[<prev] [next>] [<thread-prev] [thread-next>] [day] [month] [year] [list]
Message-ID: <20220317223756.GM614@gate.crashing.org>
Date: Thu, 17 Mar 2022 17:37:56 -0500
From: Segher Boessenkool <segher@...nel.crashing.org>
To: Bill Wendling <morbo@...gle.com>
Cc: Linus Torvalds <torvalds@...ux-foundation.org>,
Nick Desaulniers <ndesaulniers@...gle.com>,
"H. Peter Anvin" <hpa@...or.com>,
Thomas Gleixner <tglx@...utronix.de>,
Ingo Molnar <mingo@...hat.com>, Borislav Petkov <bp@...en8.de>,
Dave Hansen <dave.hansen@...ux.intel.com>,
"maintainer:X86 ARCHITECTURE (32-BIT AND 64-BIT)" <x86@...nel.org>,
Nathan Chancellor <nathan@...nel.org>,
Juergen Gross <jgross@...e.com>,
Peter Zijlstra <peterz@...radead.org>,
Andy Lutomirski <luto@...nel.org>, llvm@...ts.linux.dev,
LKML <linux-kernel@...r.kernel.org>,
linux-toolchains <linux-toolchains@...r.kernel.org>
Subject: Re: [PATCH v5] x86: use builtins to read eflags
Hi!
On Thu, Mar 17, 2022 at 12:45:30PM -0700, Bill Wendling wrote:
> On Thu, Mar 17, 2022 at 11:52 AM Linus Torvalds
> <torvalds@...ux-foundation.org> wrote:
> > It is perhaps telling that the LLVM discussion I found seems to talk
> > more about the performance impact, not about the fact that THE
> > GENERATED CODE WAS WRONG.
> >
> I think that's a bit unfair. There seemed to be a general consensus
> that the code was wrong and needed to be fixed. However, the compiler
> is also expected to generate the most performant code that it can.
I think Linus' point is that correctness is required, and performance
is just a nice to have. I don't think you disagree, I sure don't :-)
> > In fact, gcc pretty much documents that "cc" clobbers doesn't do
> > anything on x86, and isn't needed.

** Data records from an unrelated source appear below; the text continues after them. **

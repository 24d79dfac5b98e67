//! Network egress.
//!
//! Every outbound request, whether a component's `sendRequest` or the
//! loader fetching a plugin binary, goes through an [`HttpClient`] after the
//! URL has been checked against the origin family.

use crate::error::SupervisorError;
use async_trait::async_trait;
use serde::{Deserialize, Serialize};
use std::collections::{BTreeMap, HashMap};
use std::path::PathBuf;
use std::sync::{Mutex, PoisonError};
use tracing::debug;

fn default_method() -> String {
    "GET".to_string()
}

#[derive(Debug, Clone, PartialEq, Eq, Serialize, Deserialize)]
pub struct HttpRequest {
    pub uri: String,
    #[serde(default = "default_method")]
    pub method: String,
    #[serde(default)]
    pub headers: BTreeMap<String, String>,
    #[serde(default, skip_serializing_if = "Option::is_none")]
    pub body: Option<String>,
}

impl HttpRequest {
    pub fn get(uri: &str) -> Self {
        Self {
            uri: uri.to_string(),
            method: default_method(),
            headers: BTreeMap::new(),
            body: None,
        }
    }
}

#[derive(Debug, Clone, PartialEq, Eq)]
pub struct HttpResponse {
    pub status: u16,
    pub headers: Vec<(String, String)>,
    pub body: Vec<u8>,
}

impl HttpResponse {
    pub fn ok(body: impl Into<Vec<u8>>) -> Self {
        Self {
            status: 200,
            headers: Vec::new(),
            body: body.into(),
        }
    }

    pub fn not_found() -> Self {
        Self {
            status: 404,
            headers: Vec::new(),
            body: Vec::new(),
        }
    }

    pub fn is_success(&self) -> bool {
        (200..300).contains(&self.status)
    }
}

/// What `sendRequest` hands back to a component.
#[derive(Debug, Clone, PartialEq, Eq, Serialize, Deserialize)]
pub struct HostHttpResponse {
    pub status: u16,
    pub headers: BTreeMap<String, String>,
    pub body: String,
}

impl From<HttpResponse> for HostHttpResponse {
    fn from(response: HttpResponse) -> Self {
        Self {
            status: response.status,
            headers: response.headers.into_iter().collect(),
            body: String::from_utf8_lossy(&response.body).into_owned(),
        }
    }
}

#[async_trait]
pub trait HttpClient: Send + Sync {
    async fn send(&self, request: HttpRequest) -> Result<HttpResponse, SupervisorError>;
}

/// Real network access.
#[derive(Debug, Clone, Default)]
pub struct ReqwestClient {
    client: reqwest::Client,
}

impl ReqwestClient {
    pub fn new() -> Self {
        Self::default()
    }
}

#[async_trait]
impl HttpClient for ReqwestClient {
    async fn send(&self, request: HttpRequest) -> Result<HttpResponse, SupervisorError> {
        let method = reqwest::Method::from_bytes(request.method.as_bytes()).map_err(|_| {
            SupervisorError::Network(format!("invalid method '{}'", request.method))
        })?;
        let mut builder = self.client.request(method, &request.uri);
        for (name, value) in &request.headers {
            builder = builder.header(name.as_str(), value.as_str());
        }
        if let Some(body) = request.body {
            builder = builder.body(body);
        }

        let response = builder
            .send()
            .await
            .map_err(|e| SupervisorError::Network(e.to_string()))?;
        let status = response.status().as_u16();
        let headers = response
            .headers()
            .iter()
            .filter_map(|(k, v)| v.to_str().ok().map(|v| (k.to_string(), v.to_string())))
            .collect();
        let body = response
            .bytes()
            .await
            .map_err(|e| SupervisorError::Network(e.to_string()))?
            .to_vec();

        debug!(uri = %request.uri, status, "http request completed");
        Ok(HttpResponse {
            status,
            headers,
            body,
        })
    }
}

/// Serves canned responses by exact URI; unknown URIs are 404.
#[derive(Debug, Default)]
pub struct MemoryHttpClient {
    routes: Mutex<HashMap<String, HttpResponse>>,
    requests: Mutex<Vec<HttpRequest>>,
}

impl MemoryHttpClient {
    pub fn new() -> Self {
        Self::default()
    }

    pub fn route(&self, uri: &str, response: HttpResponse) {
        self.routes
            .lock()
            .unwrap_or_else(PoisonError::into_inner)
            .insert(uri.to_string(), response);
    }

    pub fn requests(&self) -> Vec<HttpRequest> {
        self.requests
            .lock()
            .unwrap_or_else(PoisonError::into_inner)
            .clone()
    }

    pub fn request_count(&self, uri: &str) -> usize {
        self.requests().iter().filter(|r| r.uri == uri).count()
    }
}

#[async_trait]
impl HttpClient for MemoryHttpClient {
    async fn send(&self, request: HttpRequest) -> Result<HttpResponse, SupervisorError> {
        let response = self
            .routes
            .lock()
            .unwrap_or_else(PoisonError::into_inner)
            .get(&request.uri)
            .cloned()
            .unwrap_or_else(HttpResponse::not_found);
        self.requests
            .lock()
            .unwrap_or_else(PoisonError::into_inner)
            .push(request);
        Ok(response)
    }
}

/// Serves `{scheme}://{service}.{root}/{path}` from `{dir}/{service}/{path}`.
/// Lets the CLI run plugins from a local build tree.
#[derive(Debug, Clone)]
pub struct DirectoryClient {
    dir: PathBuf,
    root_domain: String,
}

impl DirectoryClient {
    pub fn new(dir: impl Into<PathBuf>, root_domain: &str) -> Self {
        Self {
            dir: dir.into(),
            root_domain: root_domain.to_string(),
        }
    }

    fn resolve(&self, uri: &str) -> Option<PathBuf> {
        let url = url::Url::parse(uri).ok()?;
        let host = url.host_str()?;
        let authority = match url.port() {
            Some(port) => format!("{}:{}", host, port),
            None => host.to_string(),
        };
        let service = authority.strip_suffix(&format!(".{}", self.root_domain))?;
        let mut path = self.dir.join(service);
        for segment in url.path_segments()? {
            if segment.is_empty() || segment == "." || segment == ".." {
                return None;
            }
            path.push(segment);
        }
        Some(path)
    }
}

#[async_trait]
impl HttpClient for DirectoryClient {
    async fn send(&self, request: HttpRequest) -> Result<HttpResponse, SupervisorError> {
        if request.method != "GET" {
            return Err(SupervisorError::Network(format!(
                "{} is not supported for local plugin directories",
                request.method
            )));
        }
        let Some(path) = self.resolve(&request.uri) else {
            return Ok(HttpResponse::not_found());
        };
        match tokio::fs::read(&path).await {
            Ok(bytes) => Ok(HttpResponse::ok(bytes)),
            Err(e) if e.kind() == std::io::ErrorKind::NotFound => Ok(HttpResponse::not_found()),
            Err(e) => Err(SupervisorError::Network(format!(
                "failed to read {}: {}",
                path.display(),
                e
            ))),
        }
    }
}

It just assumes that the arithmetic
> > flags always get clobbered, because on x86 that's pretty much the
> > case. They have sometimes been added for documentation purposes in the
> > kernel, but that's all they are.
GCC on x86 clobbers the arithmetic flags in every asm. Long ago the x86
port still used CC0 (an internal representation of the condition code
flags), which acted effectively like clobbering the flags on every
instruction (CC0 will finally be gone in GCC 12 btw). The x86 port
stopped using CC0 (and so started using the automatic "cc" clobber, to
keep old inline asm working) in 1999 :-)
"cc" is a valid clobber on every port, but it doesn't necessarily do
anything, and if it does, it does not necessarily correspond to any more
specific register, neither to a GCC register nor to a hardware register.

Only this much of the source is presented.